(Saved data entries)
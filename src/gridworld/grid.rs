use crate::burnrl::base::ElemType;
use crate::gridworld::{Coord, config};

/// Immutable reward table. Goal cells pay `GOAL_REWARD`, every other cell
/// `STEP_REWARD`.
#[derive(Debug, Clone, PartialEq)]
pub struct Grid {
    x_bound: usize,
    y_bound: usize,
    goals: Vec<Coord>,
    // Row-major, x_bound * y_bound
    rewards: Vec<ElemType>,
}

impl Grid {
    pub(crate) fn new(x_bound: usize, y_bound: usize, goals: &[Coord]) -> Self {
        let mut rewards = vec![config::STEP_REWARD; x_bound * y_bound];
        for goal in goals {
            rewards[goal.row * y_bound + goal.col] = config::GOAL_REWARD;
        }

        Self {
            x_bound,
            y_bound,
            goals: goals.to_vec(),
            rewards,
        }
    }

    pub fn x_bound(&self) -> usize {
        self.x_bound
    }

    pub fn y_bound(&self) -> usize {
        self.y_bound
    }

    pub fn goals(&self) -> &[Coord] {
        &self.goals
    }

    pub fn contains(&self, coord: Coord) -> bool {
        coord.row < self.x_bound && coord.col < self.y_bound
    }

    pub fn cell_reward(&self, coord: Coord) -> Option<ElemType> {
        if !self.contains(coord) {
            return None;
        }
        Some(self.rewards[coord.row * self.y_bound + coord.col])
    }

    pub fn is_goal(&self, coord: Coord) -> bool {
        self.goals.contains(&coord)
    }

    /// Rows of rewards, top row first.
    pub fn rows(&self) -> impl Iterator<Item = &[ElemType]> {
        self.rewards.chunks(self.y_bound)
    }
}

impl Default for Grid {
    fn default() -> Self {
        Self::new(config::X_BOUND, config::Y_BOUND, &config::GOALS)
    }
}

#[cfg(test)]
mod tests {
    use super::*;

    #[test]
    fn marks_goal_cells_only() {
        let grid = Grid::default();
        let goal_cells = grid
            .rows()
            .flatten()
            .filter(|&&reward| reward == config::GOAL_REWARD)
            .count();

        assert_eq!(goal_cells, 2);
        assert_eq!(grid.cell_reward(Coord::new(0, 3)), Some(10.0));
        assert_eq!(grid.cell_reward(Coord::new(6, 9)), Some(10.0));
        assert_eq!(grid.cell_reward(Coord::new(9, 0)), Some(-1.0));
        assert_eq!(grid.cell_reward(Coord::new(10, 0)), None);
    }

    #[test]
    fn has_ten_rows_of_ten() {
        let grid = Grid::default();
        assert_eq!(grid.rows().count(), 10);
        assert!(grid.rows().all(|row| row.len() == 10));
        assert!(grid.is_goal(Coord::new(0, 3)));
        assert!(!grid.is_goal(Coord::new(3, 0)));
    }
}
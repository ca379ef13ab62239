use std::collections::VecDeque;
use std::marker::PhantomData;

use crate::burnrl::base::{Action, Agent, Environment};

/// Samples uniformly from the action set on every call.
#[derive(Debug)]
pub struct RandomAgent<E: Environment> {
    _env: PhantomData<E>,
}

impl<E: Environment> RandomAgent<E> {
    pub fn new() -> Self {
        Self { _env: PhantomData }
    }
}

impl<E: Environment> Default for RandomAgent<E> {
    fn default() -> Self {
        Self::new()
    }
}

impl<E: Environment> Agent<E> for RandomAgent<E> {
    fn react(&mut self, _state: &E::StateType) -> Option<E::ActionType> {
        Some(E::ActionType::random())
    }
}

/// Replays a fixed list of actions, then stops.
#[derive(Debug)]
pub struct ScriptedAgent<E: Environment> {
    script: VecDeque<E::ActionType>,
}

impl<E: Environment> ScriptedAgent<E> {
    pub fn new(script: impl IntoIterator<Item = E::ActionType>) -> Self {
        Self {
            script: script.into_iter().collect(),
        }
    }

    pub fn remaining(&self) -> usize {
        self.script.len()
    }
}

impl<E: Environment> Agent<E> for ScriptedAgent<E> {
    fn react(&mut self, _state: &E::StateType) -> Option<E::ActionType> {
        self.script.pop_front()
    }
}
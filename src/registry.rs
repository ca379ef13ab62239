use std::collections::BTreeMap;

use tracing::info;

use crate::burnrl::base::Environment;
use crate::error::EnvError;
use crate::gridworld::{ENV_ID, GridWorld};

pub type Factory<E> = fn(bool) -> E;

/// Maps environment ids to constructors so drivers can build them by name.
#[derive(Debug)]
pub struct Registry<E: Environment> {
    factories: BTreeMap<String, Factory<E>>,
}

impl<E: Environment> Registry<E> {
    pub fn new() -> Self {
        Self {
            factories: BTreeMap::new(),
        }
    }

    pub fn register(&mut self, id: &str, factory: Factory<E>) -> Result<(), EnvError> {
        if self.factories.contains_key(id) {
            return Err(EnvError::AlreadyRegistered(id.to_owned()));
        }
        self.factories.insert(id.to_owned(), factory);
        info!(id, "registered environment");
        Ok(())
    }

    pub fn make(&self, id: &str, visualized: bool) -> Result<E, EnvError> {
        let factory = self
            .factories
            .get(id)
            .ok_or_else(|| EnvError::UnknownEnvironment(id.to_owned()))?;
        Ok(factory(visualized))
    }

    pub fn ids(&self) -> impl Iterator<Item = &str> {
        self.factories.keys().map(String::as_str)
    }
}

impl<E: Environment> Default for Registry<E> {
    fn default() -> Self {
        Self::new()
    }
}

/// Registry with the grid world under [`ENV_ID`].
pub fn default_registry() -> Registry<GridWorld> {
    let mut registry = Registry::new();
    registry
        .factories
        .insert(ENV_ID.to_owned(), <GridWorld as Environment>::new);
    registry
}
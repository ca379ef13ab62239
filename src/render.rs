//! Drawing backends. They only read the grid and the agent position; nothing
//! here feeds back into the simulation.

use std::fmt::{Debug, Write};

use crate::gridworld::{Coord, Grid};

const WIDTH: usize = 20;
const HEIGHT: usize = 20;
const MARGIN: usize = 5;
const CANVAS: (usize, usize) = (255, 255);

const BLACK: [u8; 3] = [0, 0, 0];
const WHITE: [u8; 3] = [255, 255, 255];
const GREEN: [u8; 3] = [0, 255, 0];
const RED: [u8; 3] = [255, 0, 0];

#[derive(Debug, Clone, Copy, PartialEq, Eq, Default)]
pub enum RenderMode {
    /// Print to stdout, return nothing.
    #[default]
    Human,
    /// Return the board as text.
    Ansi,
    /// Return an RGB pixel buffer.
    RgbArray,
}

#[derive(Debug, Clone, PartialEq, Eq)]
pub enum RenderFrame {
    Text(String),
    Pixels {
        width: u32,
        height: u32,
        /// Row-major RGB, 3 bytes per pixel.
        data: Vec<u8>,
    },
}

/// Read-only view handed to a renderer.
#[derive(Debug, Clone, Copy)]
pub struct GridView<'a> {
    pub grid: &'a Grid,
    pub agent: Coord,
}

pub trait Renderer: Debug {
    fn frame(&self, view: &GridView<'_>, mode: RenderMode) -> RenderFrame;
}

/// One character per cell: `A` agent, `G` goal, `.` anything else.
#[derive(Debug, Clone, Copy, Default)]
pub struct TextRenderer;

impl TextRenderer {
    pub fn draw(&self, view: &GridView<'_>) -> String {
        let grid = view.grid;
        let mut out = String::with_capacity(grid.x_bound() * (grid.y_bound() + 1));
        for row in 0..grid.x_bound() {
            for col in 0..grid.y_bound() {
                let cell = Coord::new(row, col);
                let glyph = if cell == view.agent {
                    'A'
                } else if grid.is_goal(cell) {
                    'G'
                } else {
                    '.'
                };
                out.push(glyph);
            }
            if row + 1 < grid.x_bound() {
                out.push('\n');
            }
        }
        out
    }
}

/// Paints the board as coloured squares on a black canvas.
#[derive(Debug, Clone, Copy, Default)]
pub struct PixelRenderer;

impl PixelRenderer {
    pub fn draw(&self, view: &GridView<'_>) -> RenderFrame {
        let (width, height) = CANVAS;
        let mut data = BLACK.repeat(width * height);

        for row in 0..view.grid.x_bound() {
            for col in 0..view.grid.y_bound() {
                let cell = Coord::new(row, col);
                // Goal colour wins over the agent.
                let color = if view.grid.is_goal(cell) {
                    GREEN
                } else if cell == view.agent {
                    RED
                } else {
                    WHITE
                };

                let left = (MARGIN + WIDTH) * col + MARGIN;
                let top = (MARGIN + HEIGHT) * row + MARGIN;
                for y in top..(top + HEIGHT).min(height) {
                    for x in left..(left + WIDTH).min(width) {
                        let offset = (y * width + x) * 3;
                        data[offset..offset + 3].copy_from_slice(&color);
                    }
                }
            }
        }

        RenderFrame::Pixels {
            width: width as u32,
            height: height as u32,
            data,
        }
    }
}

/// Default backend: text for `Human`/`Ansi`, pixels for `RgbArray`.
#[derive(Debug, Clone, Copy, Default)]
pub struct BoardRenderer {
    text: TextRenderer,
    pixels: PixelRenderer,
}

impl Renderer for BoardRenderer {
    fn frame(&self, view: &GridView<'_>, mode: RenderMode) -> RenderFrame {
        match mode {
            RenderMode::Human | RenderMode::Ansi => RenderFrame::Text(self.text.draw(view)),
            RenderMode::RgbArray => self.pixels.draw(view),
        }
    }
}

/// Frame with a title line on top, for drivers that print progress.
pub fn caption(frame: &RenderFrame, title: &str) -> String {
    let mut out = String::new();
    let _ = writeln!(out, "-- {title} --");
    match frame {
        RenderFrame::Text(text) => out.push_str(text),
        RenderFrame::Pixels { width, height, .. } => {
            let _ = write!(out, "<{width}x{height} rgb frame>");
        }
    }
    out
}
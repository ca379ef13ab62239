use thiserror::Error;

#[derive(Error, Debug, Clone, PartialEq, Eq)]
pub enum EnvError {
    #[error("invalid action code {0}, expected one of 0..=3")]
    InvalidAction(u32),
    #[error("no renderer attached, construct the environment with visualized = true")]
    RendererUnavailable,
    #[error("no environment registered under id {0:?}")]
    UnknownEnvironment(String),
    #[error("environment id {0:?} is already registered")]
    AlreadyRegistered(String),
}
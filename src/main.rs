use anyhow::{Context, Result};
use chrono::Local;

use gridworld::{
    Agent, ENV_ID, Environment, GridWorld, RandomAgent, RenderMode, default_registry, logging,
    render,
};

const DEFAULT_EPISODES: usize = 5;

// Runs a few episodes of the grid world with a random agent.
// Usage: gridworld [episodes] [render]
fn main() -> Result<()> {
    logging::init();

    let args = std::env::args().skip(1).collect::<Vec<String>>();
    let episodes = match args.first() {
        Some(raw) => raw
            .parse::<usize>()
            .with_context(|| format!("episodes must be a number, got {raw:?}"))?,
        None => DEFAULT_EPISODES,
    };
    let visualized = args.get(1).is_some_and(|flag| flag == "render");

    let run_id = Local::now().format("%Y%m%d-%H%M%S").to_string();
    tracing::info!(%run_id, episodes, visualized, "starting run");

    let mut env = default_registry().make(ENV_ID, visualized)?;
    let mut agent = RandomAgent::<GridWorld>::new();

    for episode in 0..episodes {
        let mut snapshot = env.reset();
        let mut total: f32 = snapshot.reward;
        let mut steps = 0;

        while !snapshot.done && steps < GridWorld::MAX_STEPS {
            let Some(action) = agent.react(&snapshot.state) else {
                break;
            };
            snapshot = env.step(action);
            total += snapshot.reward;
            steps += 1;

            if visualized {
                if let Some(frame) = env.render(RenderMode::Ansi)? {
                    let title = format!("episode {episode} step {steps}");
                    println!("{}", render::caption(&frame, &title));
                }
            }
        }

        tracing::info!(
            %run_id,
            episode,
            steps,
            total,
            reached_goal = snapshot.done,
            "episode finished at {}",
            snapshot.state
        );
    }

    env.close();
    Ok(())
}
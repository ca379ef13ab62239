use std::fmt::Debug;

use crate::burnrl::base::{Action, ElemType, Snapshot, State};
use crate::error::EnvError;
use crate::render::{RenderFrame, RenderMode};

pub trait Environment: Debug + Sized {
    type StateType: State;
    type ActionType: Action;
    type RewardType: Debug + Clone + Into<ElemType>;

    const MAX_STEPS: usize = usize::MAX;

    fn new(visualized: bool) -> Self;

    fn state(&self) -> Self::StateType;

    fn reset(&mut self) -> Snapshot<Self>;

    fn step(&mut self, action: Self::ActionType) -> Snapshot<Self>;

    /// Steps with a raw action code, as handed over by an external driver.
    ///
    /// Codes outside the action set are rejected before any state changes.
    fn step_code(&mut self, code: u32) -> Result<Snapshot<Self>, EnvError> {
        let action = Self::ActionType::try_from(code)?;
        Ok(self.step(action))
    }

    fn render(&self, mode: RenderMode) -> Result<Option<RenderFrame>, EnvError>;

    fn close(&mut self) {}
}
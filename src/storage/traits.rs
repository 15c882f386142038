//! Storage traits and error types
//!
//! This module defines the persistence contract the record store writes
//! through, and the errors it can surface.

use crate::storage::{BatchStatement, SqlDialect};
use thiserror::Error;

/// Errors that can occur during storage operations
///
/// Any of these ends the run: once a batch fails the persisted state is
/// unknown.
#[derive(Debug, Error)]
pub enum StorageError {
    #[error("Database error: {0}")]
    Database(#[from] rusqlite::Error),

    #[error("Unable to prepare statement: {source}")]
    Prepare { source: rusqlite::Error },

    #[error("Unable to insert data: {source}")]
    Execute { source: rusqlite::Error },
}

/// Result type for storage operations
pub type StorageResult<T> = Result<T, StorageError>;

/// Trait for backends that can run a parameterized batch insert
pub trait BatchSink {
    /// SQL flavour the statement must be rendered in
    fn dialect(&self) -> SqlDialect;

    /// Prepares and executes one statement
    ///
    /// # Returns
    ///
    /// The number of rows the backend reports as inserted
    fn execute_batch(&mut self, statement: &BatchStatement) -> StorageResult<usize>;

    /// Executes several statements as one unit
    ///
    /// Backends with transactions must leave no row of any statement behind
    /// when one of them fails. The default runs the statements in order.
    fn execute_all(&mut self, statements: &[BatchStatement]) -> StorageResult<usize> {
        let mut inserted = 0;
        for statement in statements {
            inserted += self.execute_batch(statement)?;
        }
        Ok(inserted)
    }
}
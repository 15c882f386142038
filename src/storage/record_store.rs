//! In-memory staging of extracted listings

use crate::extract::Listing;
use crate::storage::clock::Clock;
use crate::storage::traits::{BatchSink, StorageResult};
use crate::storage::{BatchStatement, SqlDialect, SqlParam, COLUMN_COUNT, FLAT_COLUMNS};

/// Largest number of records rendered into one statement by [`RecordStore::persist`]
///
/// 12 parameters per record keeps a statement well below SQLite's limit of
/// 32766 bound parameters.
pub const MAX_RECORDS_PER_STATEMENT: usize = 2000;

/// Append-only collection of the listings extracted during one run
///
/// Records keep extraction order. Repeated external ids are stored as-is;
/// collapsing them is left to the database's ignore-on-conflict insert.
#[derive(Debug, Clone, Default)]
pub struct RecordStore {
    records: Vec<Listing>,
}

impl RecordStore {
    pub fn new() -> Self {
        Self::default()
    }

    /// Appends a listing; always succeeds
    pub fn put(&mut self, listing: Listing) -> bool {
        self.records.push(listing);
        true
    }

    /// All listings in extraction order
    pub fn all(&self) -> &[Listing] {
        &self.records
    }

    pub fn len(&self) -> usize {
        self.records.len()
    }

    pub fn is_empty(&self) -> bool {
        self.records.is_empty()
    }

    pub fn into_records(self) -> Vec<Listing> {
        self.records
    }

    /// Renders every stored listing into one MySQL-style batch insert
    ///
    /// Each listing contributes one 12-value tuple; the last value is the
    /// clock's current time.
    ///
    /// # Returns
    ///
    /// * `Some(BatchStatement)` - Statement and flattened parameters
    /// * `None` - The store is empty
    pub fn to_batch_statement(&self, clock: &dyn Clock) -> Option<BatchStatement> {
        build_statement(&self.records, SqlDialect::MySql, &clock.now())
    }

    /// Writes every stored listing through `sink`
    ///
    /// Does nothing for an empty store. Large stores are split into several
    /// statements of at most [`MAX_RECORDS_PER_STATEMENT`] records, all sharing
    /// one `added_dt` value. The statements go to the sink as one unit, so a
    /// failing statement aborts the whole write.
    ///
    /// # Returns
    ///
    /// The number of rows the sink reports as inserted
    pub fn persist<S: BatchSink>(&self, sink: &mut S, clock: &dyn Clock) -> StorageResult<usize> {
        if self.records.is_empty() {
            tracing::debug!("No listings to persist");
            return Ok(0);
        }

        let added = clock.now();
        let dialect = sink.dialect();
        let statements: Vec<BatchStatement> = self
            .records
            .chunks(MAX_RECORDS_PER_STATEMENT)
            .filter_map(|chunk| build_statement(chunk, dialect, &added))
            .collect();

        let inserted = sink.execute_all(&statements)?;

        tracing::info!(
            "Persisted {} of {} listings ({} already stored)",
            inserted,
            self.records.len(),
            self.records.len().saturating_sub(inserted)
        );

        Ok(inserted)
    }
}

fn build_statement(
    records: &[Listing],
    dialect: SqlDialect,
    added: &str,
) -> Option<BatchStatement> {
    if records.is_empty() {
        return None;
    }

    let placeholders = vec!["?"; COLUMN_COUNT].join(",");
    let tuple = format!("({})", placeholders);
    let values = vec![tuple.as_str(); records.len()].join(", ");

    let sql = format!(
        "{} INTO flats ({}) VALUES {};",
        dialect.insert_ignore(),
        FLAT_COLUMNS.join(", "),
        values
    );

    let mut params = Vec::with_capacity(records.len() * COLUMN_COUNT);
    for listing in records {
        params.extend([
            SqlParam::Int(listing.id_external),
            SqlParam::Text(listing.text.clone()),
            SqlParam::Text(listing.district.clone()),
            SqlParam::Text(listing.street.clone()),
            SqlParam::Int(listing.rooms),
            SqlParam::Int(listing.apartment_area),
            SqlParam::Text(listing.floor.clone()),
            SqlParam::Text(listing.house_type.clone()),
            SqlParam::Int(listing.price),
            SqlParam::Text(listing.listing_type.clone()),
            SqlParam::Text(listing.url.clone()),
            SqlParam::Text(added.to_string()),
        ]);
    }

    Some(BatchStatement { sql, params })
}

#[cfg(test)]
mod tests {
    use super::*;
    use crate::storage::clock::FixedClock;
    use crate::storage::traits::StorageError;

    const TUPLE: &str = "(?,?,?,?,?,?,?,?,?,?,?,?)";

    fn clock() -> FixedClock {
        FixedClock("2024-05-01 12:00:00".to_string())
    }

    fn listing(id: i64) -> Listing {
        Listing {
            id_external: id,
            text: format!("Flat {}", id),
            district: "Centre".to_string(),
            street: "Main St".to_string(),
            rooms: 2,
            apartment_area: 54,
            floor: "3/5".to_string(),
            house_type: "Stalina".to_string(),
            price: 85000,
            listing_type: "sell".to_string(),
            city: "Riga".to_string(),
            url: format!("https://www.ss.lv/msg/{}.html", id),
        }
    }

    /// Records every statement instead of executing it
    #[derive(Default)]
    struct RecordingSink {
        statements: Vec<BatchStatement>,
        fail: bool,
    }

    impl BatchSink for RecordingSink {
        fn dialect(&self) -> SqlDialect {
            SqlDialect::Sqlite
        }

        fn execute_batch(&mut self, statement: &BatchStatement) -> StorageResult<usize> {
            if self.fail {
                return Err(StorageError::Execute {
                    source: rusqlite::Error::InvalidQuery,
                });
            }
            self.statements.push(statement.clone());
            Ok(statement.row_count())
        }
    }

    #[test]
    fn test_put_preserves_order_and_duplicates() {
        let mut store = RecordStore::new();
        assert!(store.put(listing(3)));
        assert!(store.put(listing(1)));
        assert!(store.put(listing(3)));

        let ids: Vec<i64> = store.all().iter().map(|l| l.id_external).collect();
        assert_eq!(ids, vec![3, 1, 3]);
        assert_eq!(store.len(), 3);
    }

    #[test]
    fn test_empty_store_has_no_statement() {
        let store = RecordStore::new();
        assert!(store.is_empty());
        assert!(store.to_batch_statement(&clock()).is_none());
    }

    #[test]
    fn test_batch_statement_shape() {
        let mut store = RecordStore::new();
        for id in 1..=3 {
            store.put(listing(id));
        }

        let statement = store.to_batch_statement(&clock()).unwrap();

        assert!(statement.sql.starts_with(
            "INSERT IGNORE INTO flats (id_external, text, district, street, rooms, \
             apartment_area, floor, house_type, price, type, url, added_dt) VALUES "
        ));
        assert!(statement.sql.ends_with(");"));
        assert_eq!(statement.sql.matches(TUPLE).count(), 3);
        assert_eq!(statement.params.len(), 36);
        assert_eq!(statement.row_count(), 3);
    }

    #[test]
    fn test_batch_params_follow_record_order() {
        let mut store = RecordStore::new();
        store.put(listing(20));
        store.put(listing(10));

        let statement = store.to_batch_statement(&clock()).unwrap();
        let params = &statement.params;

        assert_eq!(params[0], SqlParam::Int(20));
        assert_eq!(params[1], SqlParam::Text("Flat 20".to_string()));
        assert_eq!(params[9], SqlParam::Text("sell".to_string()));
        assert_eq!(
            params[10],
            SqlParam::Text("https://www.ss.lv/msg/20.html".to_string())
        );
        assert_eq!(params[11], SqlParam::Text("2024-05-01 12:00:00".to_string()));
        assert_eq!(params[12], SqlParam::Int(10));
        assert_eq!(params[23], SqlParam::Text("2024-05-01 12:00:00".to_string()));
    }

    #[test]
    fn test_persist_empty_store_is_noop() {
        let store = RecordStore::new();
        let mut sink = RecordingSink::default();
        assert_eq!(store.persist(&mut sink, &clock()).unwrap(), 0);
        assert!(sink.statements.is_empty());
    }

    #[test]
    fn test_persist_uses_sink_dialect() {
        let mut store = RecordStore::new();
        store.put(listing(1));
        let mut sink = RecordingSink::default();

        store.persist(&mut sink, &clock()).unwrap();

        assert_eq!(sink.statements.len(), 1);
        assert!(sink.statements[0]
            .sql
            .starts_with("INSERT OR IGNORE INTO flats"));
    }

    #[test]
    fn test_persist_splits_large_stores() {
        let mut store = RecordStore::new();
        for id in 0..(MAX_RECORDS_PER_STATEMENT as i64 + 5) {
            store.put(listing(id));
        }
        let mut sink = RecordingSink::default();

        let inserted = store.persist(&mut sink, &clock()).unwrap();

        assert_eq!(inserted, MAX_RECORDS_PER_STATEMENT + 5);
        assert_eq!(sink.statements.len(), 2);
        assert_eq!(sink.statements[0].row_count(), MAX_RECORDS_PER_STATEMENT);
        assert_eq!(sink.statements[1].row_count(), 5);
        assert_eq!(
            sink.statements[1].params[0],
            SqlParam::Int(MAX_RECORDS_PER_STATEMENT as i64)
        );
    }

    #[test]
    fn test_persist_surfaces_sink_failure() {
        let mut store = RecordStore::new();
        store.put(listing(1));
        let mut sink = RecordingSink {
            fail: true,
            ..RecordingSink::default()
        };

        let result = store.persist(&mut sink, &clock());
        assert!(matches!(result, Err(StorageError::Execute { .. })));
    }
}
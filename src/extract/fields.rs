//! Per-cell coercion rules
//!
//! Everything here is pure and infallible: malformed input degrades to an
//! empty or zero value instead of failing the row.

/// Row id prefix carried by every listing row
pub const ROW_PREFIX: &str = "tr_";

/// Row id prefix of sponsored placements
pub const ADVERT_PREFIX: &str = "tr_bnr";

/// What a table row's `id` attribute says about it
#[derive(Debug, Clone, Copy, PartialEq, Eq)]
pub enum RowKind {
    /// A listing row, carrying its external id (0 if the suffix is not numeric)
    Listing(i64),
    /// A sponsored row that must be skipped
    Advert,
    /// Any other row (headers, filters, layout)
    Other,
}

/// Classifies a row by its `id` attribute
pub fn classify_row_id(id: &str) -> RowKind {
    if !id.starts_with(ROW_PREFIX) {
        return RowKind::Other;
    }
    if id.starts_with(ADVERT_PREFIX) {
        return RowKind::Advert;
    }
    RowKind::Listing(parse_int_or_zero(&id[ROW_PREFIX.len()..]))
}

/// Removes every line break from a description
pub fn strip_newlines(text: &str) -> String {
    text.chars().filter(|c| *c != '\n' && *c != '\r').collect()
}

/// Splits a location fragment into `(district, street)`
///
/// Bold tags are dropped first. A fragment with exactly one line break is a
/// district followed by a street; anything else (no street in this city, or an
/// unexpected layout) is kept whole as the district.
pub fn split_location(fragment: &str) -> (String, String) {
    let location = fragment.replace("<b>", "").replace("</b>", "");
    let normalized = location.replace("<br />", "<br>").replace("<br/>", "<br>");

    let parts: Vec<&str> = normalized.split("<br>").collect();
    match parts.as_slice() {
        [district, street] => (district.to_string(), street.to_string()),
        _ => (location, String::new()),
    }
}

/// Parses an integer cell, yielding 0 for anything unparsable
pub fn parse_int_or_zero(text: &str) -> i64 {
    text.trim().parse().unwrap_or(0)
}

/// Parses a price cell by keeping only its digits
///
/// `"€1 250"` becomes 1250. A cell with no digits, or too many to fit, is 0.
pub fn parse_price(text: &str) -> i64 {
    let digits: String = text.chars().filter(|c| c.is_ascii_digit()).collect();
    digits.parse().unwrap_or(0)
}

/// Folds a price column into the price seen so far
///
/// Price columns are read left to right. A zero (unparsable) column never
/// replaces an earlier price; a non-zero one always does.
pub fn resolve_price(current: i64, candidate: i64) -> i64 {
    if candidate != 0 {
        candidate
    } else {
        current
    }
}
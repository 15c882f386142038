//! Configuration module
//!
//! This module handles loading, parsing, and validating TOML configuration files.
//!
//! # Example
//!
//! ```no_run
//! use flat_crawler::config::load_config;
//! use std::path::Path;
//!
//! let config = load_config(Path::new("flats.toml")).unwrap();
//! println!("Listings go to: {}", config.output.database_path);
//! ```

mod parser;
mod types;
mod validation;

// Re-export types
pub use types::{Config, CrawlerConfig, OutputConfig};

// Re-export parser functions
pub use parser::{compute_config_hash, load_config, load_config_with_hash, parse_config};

### [Required work]
If a line in the data holds the word "info", count it, then state the total alone.

### [Task response]
5